# SVS Prime Tower Review Discussion Thread



## AudiocRaver (Jun 6, 2012)

[img]http://www.hometheatershack.com/gallery/file.php?n=34833[/img]

*SVS Prime Tower Review Discussion Thread*​







*SVS Prime Tower: $499.99 each*



*by Wayne Myers*


*Introduction*

The SVS Prime Tower was introduced at Rocky Mountain Audio Fest in October. At $1000 per pair, the Prime Tower has a lot of competition in its class, speakers that are trying to sound like their more expensive bigger brothers. Some come close but most have flaws which hold them back, as is to be expected. A few really shine, seeming to break any rules about how much a speaker should cost to sound really good.

I got a good introduction to the Prime Towers at RMAF, resisting the impulse to move them around to optimize their setup, and asked for a pair to review in detail.
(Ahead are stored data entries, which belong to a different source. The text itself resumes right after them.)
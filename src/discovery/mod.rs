//! Topic discovery: normalization, query planning, suggestion, ranking and
//! the tiered pipeline that ties them together

pub mod normalize;
pub mod pipeline;
pub mod query_plan;
pub mod ranking;
pub mod suggest;

pub use normalize::{explicit_handle, normalize_title, normalize_username};
pub use pipeline::{
    Attempt, AttemptResult, DiscoveryError, DiscoveryOutcome, DiscoveryPipeline, DiscoveryStatus,
};
pub use query_plan::{build_plan, QueryPlan};
pub use ranking::{CandidateScorer, Confidence, RankedResult};
pub use suggest::{KeywordSuggester, LlmSuggester, SuggestionStrategy, Suggestions};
The Prime Towers stood in the shadow of the SVS Ultra Towers, which I have heard several times and which, at $2,000 per pair, perform very well and leave big shoes for the Prime Towers to fill. The Ultra Tower also shows that the SVS engineers are able to make speakers that perform very well and give listeners a lot of value for their dollar.
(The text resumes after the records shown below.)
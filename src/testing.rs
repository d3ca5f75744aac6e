//! Scripted protocol client and wiring helpers for unit tests

use crate::config::{BackoffConfig, ThrottleConfig};
use crate::control::ControlSignal;
use crate::gateway::{BackoffController, Category, RequestLimiter};
use crate::telegram::{ClientError, MembershipStatus, ProtocolClient, RawEntity};
use async_trait::async_trait;
use rand::rngs::StdRng;
use rand::SeedableRng;
use std::collections::{HashMap, HashSet, VecDeque};
use std::sync::{Arc, Mutex};
use std::time::Duration;

#[derive(Default)]
pub struct ScriptedClient {
    search: Mutex<HashMap<String, Vec<RawEntity>>>,
    search_errors: Mutex<HashMap<String, VecDeque<ClientError>>>,
    resolve: Mutex<HashMap<String, RawEntity>>,
    join_errors: Mutex<HashMap<String, VecDeque<ClientError>>>,
    statuses: Mutex<HashMap<String, VecDeque<Result<MembershipStatus, ClientError>>>>,
    joined: Mutex<HashSet<String>>,
    dialogs: Mutex<Vec<RawEntity>>,
    send_errors: Mutex<VecDeque<ClientError>>,
    calls: Mutex<Vec<String>>,
}

impl ScriptedClient {
    pub fn new() -> Arc<Self> {
        Arc::new(Self::default())
    }

    pub fn with_search(&self, query: &str, results: Vec<RawEntity>) {
        self.search.lock().unwrap().insert(query.to_lowercase(), results);
    }

    /// Queue errors returned by the next searches for `query`
    pub fn fail_search(&self, query: &str, err: ClientError) {
        self.search_errors
            .lock()
            .unwrap()
            .entry(query.to_lowercase())
            .or_default()
            .push_back(err);
    }

    pub fn with_resolve(&self, identifier: &str, raw: RawEntity) {
        self.resolve.lock().unwrap().insert(identifier.to_string(), raw);
    }

    pub fn fail_join(&self, identifier: &str, err: ClientError) {
        self.join_errors
            .lock()
            .unwrap()
            .entry(identifier.to_string())
            .or_default()
            .push_back(err);
    }

    /// Queue membership check results for `identifier`
    pub fn with_status(&self, identifier: &str, status: Result<MembershipStatus, ClientError>) {
        self.statuses
            .lock()
            .unwrap()
            .entry(identifier.to_string())
            .or_default()
            .push_back(status);
    }

    pub fn with_dialogs(&self, dialogs: Vec<RawEntity>) {
        *self.dialogs.lock().unwrap() = dialogs;
    }

    pub fn fail_send(&self, err: ClientError) {
        self.send_errors.lock().unwrap().push_back(err);
    }

    pub fn calls(&self) -> Vec<String> {
        self.calls.lock().unwrap().clone()
    }

    pub fn count(&self, prefix: &str) -> usize {
        self.calls
            .lock()
            .unwrap()
            .iter()
            .filter(|c| c.starts_with(prefix))
            .count()
    }

    fn log(&self, call: String) {
        self.calls.lock().unwrap().push(call);
    }
}

#[async_trait]
impl ProtocolClient for ScriptedClient {
    async fn search(&self, query: &str, limit: usize) -> Result<Vec<RawEntity>, ClientError> {
        let key = query.to_lowercase();
        self.log(format!("search:{}", key));

        if let Some(err) = self.search_errors.lock().unwrap().get_mut(&key).and_then(|q| q.pop_front()) {
            return Err(err);
        }

        let mut results = self.search.lock().unwrap().get(&key).cloned().unwrap_or_default();
        results.truncate(limit);
        Ok(results)
    }

    async fn resolve(&self, identifier: &str) -> Result<RawEntity, ClientError> {
        self.log(format!("resolve:{}", identifier));
        self.resolve
            .lock()
            .unwrap()
            .get(identifier)
            .cloned()
            .ok_or_else(|| ClientError::NotFound(identifier.to_string()))
    }

    async fn join(&self, identifier: &str) -> Result<(), ClientError> {
        self.log(format!("join:{}", identifier));
        if let Some(err) = self.join_errors.lock().unwrap().get_mut(identifier).and_then(|q| q.pop_front()) {
            return Err(err);
        }
        self.joined.lock().unwrap().insert(identifier.to_string());
        Ok(())
    }

    async fn check_membership(&self, identifier: &str) -> Result<MembershipStatus, ClientError> {
        self.log(format!("check:{}", identifier));
        if let Some(status) = self.statuses.lock().unwrap().get_mut(identifier).and_then(|q| q.pop_front()) {
            return status;
        }
        if self.joined.lock().unwrap().contains(identifier) {
            Ok(MembershipStatus::Joined)
        } else {
            Ok(MembershipStatus::Unknown)
        }
    }

    async fn list_joined_groups(&self) -> Result<Vec<RawEntity>, ClientError> {
        self.log("dialogs".to_string());
        Ok(self.dialogs.lock().unwrap().clone())
    }

    async fn send_message(&self, identifier: &str, _text: &str) -> Result<i64, ClientError> {
        self.log(format!("send:{}", identifier));
        match self.send_errors.lock().unwrap().pop_front() {
            Some(err) => Err(err),
            None => Ok(self.count("send:") as i64),
        }
    }

    async fn delete_message(&self, identifier: &str, message_id: i64) -> Result<(), ClientError> {
        self.log(format!("delete:{}:{}", identifier, message_id));
        Ok(())
    }
}

/// Backoff controller with 10ms category intervals and a fixed seed
pub fn fast_backoff(control: &ControlSignal) -> Arc<BackoffController> {
    let mut throttle = ThrottleConfig::default();
    for category in Category::ALL {
        throttle.intervals.insert(category, Duration::from_millis(10));
    }
    let limiter = Arc::new(RequestLimiter::new(throttle, control.clone()));
    let config = BackoffConfig {
        max_attempts: 2,
        hard_jitter_max: Duration::from_secs(1),
        ambiguous_base: Duration::from_millis(100),
        ambiguous_max: Duration::from_secs(1),
        max_level: 4,
    };
    Arc::new(BackoffController::with_rng(limiter, control.clone(), config, StdRng::seed_from_u64(1)))
}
*Go to the SVS Prime Tower Reviewhttp://www.hometheatershack.com/for...03897-svs-prime-tower-review.html#post1017657*​


----------



## AudiocRaver (Jun 6, 2012)

This thread is open for discussion about the SVS Prime Tower speakers and review.


----------



## theJman (Mar 3, 2012)

Really nice write-up Wayne! Seems like we have another contender in the affordable tower range.


----------



## AudiocRaver (Jun 6, 2012)

theJman said:


> Really nice write-up Wayne! Seems like we have another contender in the affordable tower range.


Thanks, Jim.

I think so, and while I expected the Prime Tower to do well, it was a pleasant surprise just how well it did. Those SVS guys must stay up late figuring out how to squeeze as much value and good sound into their products as possible.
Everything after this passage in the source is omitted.